The enthalpy of formation (ΔH°f) of an alkane is expressed as a linear function of eight structure parameters (N) that are essential in characterizing stable conformations of the molecule. Using the least squares criterion, energy parameters (X) which correspond to the linear coefficients of the structure parameters are calculated from experimental ΔH°f. For acyclic alkanes and polycyclic alkanes with six-membered rings, 80 liquids and 63 gases are used. The mean and root-mean-square deviations between the calculated and experimental ΔH°f are, respectively, ±0.18 and ±0.24 kcal mole−1 for liquids and ±0.20 and ±0.28 kcal mole−1 for gases.

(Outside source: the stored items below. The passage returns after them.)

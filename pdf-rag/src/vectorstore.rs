//! Vector store trait for storing and searching passage embeddings.

use async_trait::async_trait;

use crate::document::{CollectionHandle, SearchResult};
use crate::error::{RagError, Result};

/// A storage backend for passage embeddings with similarity search.
///
/// Implementations manage named collections of [`Passage`](crate::Passage)s.
/// Passages are append-only: an id that already exists in the collection is a
/// [`RagError::DuplicateId`], never an overwrite. Similarity is cosine.
///
/// Every passage in a collection is expected to come from the same embedding
/// model; stores do not check this on write.
///
/// # Example
///
/// ```rust,ignore
/// use pdf_rag::{SledVectorStore, VectorStore};
///
/// let store = SledVectorStore::open("data/chroma")?;
/// let docs = store.open_or_create("docs").await?;
/// store.add(&docs, &ids, &texts, &embeddings).await?;
/// let results = store.query(&docs, &query_embedding, 3).await?;
/// ```
#[async_trait]
pub trait VectorStore: Send + Sync {
    /// Open a named collection, creating it empty if it does not exist.
    ///
    /// Repeated calls with the same name return handles to the same data.
    async fn open_or_create(&self, name: &str) -> Result<CollectionHandle>;

    /// Append passages given as parallel slices of equal length.
    ///
    /// The write is all-or-nothing and durable once this returns.
    async fn add(
        &self,
        handle: &CollectionHandle,
        ids: &[String],
        texts: &[String],
        embeddings: &[Vec<f32>],
    ) -> Result<()>;

    /// Return up to `top_k` passages ordered by descending similarity.
    ///
    /// Ties keep the store's internal order. An empty collection yields an
    /// empty `Vec`.
    async fn query(
        &self,
        handle: &CollectionHandle,
        embedding: &[f32],
        top_k: usize,
    ) -> Result<Vec<SearchResult>>;

    /// Number of passages stored in the collection.
    async fn count(&self, handle: &CollectionHandle) -> Result<usize>;

    /// Names of all collections, sorted.
    async fn list_collections(&self) -> Result<Vec<String>>;

    /// Delete a named collection and all its passages. No-op if it is absent.
    async fn delete_collection(&self, name: &str) -> Result<()>;
}

/// Check that the parallel slices given to [`VectorStore::add`] line up.
pub(crate) fn check_parallel(
    backend: &str,
    ids: &[String],
    texts: &[String],
    embeddings: &[Vec<f32>],
) -> Result<()> {
    if ids.len() != texts.len() || ids.len() != embeddings.len() {
        return Err(RagError::vector_store(
            backend,
            format!(
                "ids ({}), texts ({}) and embeddings ({}) must have equal length",
                ids.len(),
                texts.len(),
                embeddings.len()
            ),
        ));
    }
    Ok(())
}

/// Find the first id that repeats within one `add` call.
pub(crate) fn first_repeated(ids: &[String]) -> Option<&String> {
    let mut seen = std::collections::HashSet::with_capacity(ids.len());
    ids.iter().find(|id| !seen.insert(id.as_str()))
}

/// Compute cosine similarity between two vectors.
///
/// Returns 0.0 if either vector has zero magnitude.
///
/// # Errors
///
/// Returns [`RagError::VectorStore`] if the dimensions differ.
pub(crate) fn cosine_similarity(backend: &str, a: &[f32], b: &[f32]) -> Result<f32> {
    if a.len() != b.len() {
        return Err(RagError::vector_store(
            backend,
            format!("embedding dimension mismatch: query {} vs stored {}", a.len(), b.len()),
        ));
    }
    let dot: f32 = a.iter().zip(b.iter()).map(|(x, y)| x * y).sum();
    let norm_a: f32 = a.iter().map(|x| x * x).sum::<f32>().sqrt();
    let norm_b: f32 = b.iter().map(|x| x * x).sum::<f32>().sqrt();
    if norm_a == 0.0 || norm_b == 0.0 {
        return Ok(0.0);
    }
    Ok((dot / (norm_a * norm_b)).clamp(-1.0, 1.0))
}

/// Sort by descending score, keeping input order for ties, and keep `top_k`.
pub(crate) fn rank(mut scored: Vec<SearchResult>, top_k: usize) -> Vec<SearchResult> {
    scored.sort_by(|a, b| b.score.total_cmp(&a.score));
    scored.truncate(top_k);
    scored
}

The resulting energy parameters may be used for predicting the unknown ΔH°f of higher alkanes and for estimating enthalpy differences between certain conformers. For the latter application, those involving the 1,4 and 1,5 interactions represented by the gauche CCCC (XG), gauche–gauche prime CCCCC (XV), and anti–anti CCCCC (XW) interactions are particularly useful. The energy parameter for ring strain (XR) appears necessary for bringing the predicted ΔH°f of gaseous adamantane and diamantane into reasonable agreement with available experimental data.